[Stored data entries]
##########
//! Subscriber installation and optional OTLP trace export.
//!
//! Layers, bottom to top: `EnvFilter`, OpenTelemetry (only when an endpoint is
//! configured), then exactly one of the JSON or human-readable fmt layers.

use opentelemetry::trace::TracerProvider as _;
use opentelemetry::KeyValue;
use opentelemetry_otlp::WithExportConfig;
use opentelemetry_sdk::{
    runtime,
    trace::{self, RandomIdGenerator, Sampler, TracerProvider},
    Resource,
};
use tracing_subscriber::{layer::SubscriberExt, util::SubscriberInitExt, EnvFilter};

use crate::{TelemetryConfig, TelemetryError};

/// Shuts down the tracer provider (flushing pending spans) on drop.
pub struct TracingGuard {
    provider: Option<TracerProvider>,
}

impl TracingGuard {
    pub fn exporting(&self) -> bool {
        self.provider.is_some()
    }
}

impl Drop for TracingGuard {
    fn drop(&mut self) {
        if let Some(provider) = self.provider.take() {
            if let Err(e) = provider.shutdown() {
                eprintln!("Error shutting down tracer provider: {:?}", e);
            }
        }
    }
}

fn build_provider(config: &TelemetryConfig, endpoint: &str) -> Result<TracerProvider, TelemetryError> {
    let otlp_exporter = opentelemetry_otlp::new_exporter()
        .tonic()
        .with_endpoint(endpoint);

    opentelemetry_otlp::new_pipeline()
        .tracing()
        .with_exporter(otlp_exporter)
        .with_trace_config(
            trace::Config::default()
                .with_sampler(Sampler::AlwaysOn)
                .with_id_generator(RandomIdGenerator::default())
                .with_resource(Resource::new(vec![
                    KeyValue::new("service.name", config.service_name.clone()),
                    KeyValue::new("service.version", env!("CARGO_PKG_VERSION")),
                    KeyValue::new("deployment.environment", config.environment.clone()),
                ])),
        )
        .install_batch(runtime::Tokio)
        .map_err(|e| TelemetryError::TracerInit(e.to_string()))
}

/// Build the env filter from `RUST_LOG` syntax in `log_level`.
pub fn env_filter(config: &TelemetryConfig) -> Result<EnvFilter, TelemetryError> {
    EnvFilter::try_new(&config.log_level)
        .map_err(|e| TelemetryError::Config(format!("invalid log filter '{}': {}", config.log_level, e)))
}

/// Install the global subscriber.
pub async fn init_tracing(config: &TelemetryConfig) -> Result<TracingGuard, TelemetryError> {
    let env_filter = env_filter(config)?;

    let provider = match config.otlp_endpoint.as_deref() {
        Some(endpoint) => Some(build_provider(config, endpoint)?),
        None => None,
    };
    let otel_layer = provider.as_ref().map(|provider| {
        let tracer = provider.tracer(config.service_name.clone());
        tracing_opentelemetry::layer().with_tracer(tracer)
    });

    let json_layer = (config.console_output && config.json_logs).then(|| {
        tracing_subscriber::fmt::layer()
            .json()
            .with_target(true)
            .with_thread_ids(true)
            .with_file(true)
            .with_line_number(true)
    });
    let pretty_layer = (config.console_output && !config.json_logs).then(|| {
        tracing_subscriber::fmt::layer()
            .with_target(true)
            .with_thread_ids(false)
            .with_file(false)
            .with_line_number(false)
            .with_ansi(true)
    });

    tracing_subscriber::registry()
        .with(env_filter)
        .with(otel_layer)
        .with(json_layer)
        .with(pretty_layer)
        .try_init()
        .map_err(|e| TelemetryError::SubscriberInit(e.to_string()))?;

    tracing::info!(
        service = %config.service_name,
        otlp_endpoint = config.otlp_endpoint.as_deref().unwrap_or("disabled"),
        json_logs = config.json_logs,
        "Telemetry initialized"
    );

    Ok(TracingGuard { provider })
}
##########
— PROMPT —
Repeat the data word for word. Leave nothing out.

— RESULT OF THIS EXERCISE —
//! Subscriber installation and optional OTLP trace export.
//!
//! Layers, bottom to top: `EnvFilter`, OpenTelemetry (only when an endpoint is
//! configured), then exactly one of the JSON or human-readable fmt layers.

use opentelemetry::trace::TracerProvider as _;
use opentelemetry::KeyValue;
use opentelemetry_otlp::WithExportConfig;
use opentelemetry_sdk::{
    runtime,
    trace::{self, RandomIdGenerator, Sampler, TracerProvider},
    Resource,
};
use tracing_subscriber::{layer::SubscriberExt, util::SubscriberInitExt, EnvFilter};

use crate::{TelemetryConfig, TelemetryError};

/// Shuts down the tracer provider (flushing pending spans) on drop.
pub struct TracingGuard {
    provider: Option<TracerProvider>,
}

impl TracingGuard {
    pub fn exporting(&self) -> bool {
        self.provider.is_some()
    }
}

impl Drop for TracingGuard {
    fn drop(&mut self) {
        if let Some(provider) = self.provider.take() {
            if let Err(e) = provider.shutdown() {
                eprintln!("Error shutting down tracer provider: {:?}", e);
            }
        }
    }
}

fn build_provider(config: &TelemetryConfig, endpoint: &str) -> Result<TracerProvider, TelemetryError> {
    let otlp_exporter = opentelemetry_otlp::new_exporter()
        .tonic()
        .with_endpoint(endpoint);

    opentelemetry_otlp::new_pipeline()
        .tracing()
        .with_exporter(otlp_exporter)
        .with_trace_config(
            trace::Config::default()
                .with_sampler(Sampler::AlwaysOn)
                .with_id_generator(RandomIdGenerator::default())
                .with_resource(Resource::new(vec![
                    KeyValue::new("service.name", config.service_name.clone()),
                    KeyValue::new("service.version", env!("CARGO_PKG_VERSION")),
                    KeyValue::new("deployment.environment", config.environment.clone()),
                ])),
        )
        .install_batch(runtime::Tokio)
        .map_err(|e| TelemetryError::TracerInit(e.to_string()))
}

/// Build the env filter from `RUST_LOG` syntax in `log_level`.
pub fn env_filter(config: &TelemetryConfig) -> Result<EnvFilter, TelemetryError> {
    EnvFilter::try_new(&config.log_level)
        .map_err(|e| TelemetryError::Config(format!("invalid log filter '{}': {}", config.log_level, e)))
}

/// Install the global subscriber.
pub async fn init_tracing(config: &TelemetryConfig) -> Result<TracingGuard, TelemetryError> {
    let env_filter = env_filter(config)?;

    let provider = match config.otlp_endpoint.as_deref() {
        Some(endpoint) => Some(build_provider(config, endpoint)?),
        None => None,
    };
    let otel_layer = provider.as_ref().map(|provider| {
        let tracer = provider.tracer(config.service_name.clone());
        tracing_opentelemetry::layer().with_tracer(tracer)
    });

    let json_layer = (config.console_output && config.json_logs).then(|| {
        tracing_subscriber::fmt::layer()
            .json()
            .with_target(true)
            .with_thread_ids(true)
            .with_file(true)
            .with_line_number(true)
    });
    let pretty_layer = (config.console_output && !config.json_logs).then(|| {
        tracing_subscriber::fmt::layer()
            .with_target(true)
            .with_thread_ids(false)
            .with_file(false)
            .with_line_number(false)
            .with_ansi(true)
    });

    tracing_subscriber::registry()
        .with(env_filter)
        .with(otel_layer)
        .with(json_layer)
        .with(pretty_layer)
        .try_init()
        .map_err(|e| TelemetryError::SubscriberInit(e.to_string()))?;

    tracing::info!(
        service = %config.service_name,
        otlp_endpoint = config.otlp_endpoint.as_deref().unwrap_or("disabled"),
        json_logs = config.json_logs,
        "Telemetry initialized"
    );

    Ok(TracingGuard { provider })
}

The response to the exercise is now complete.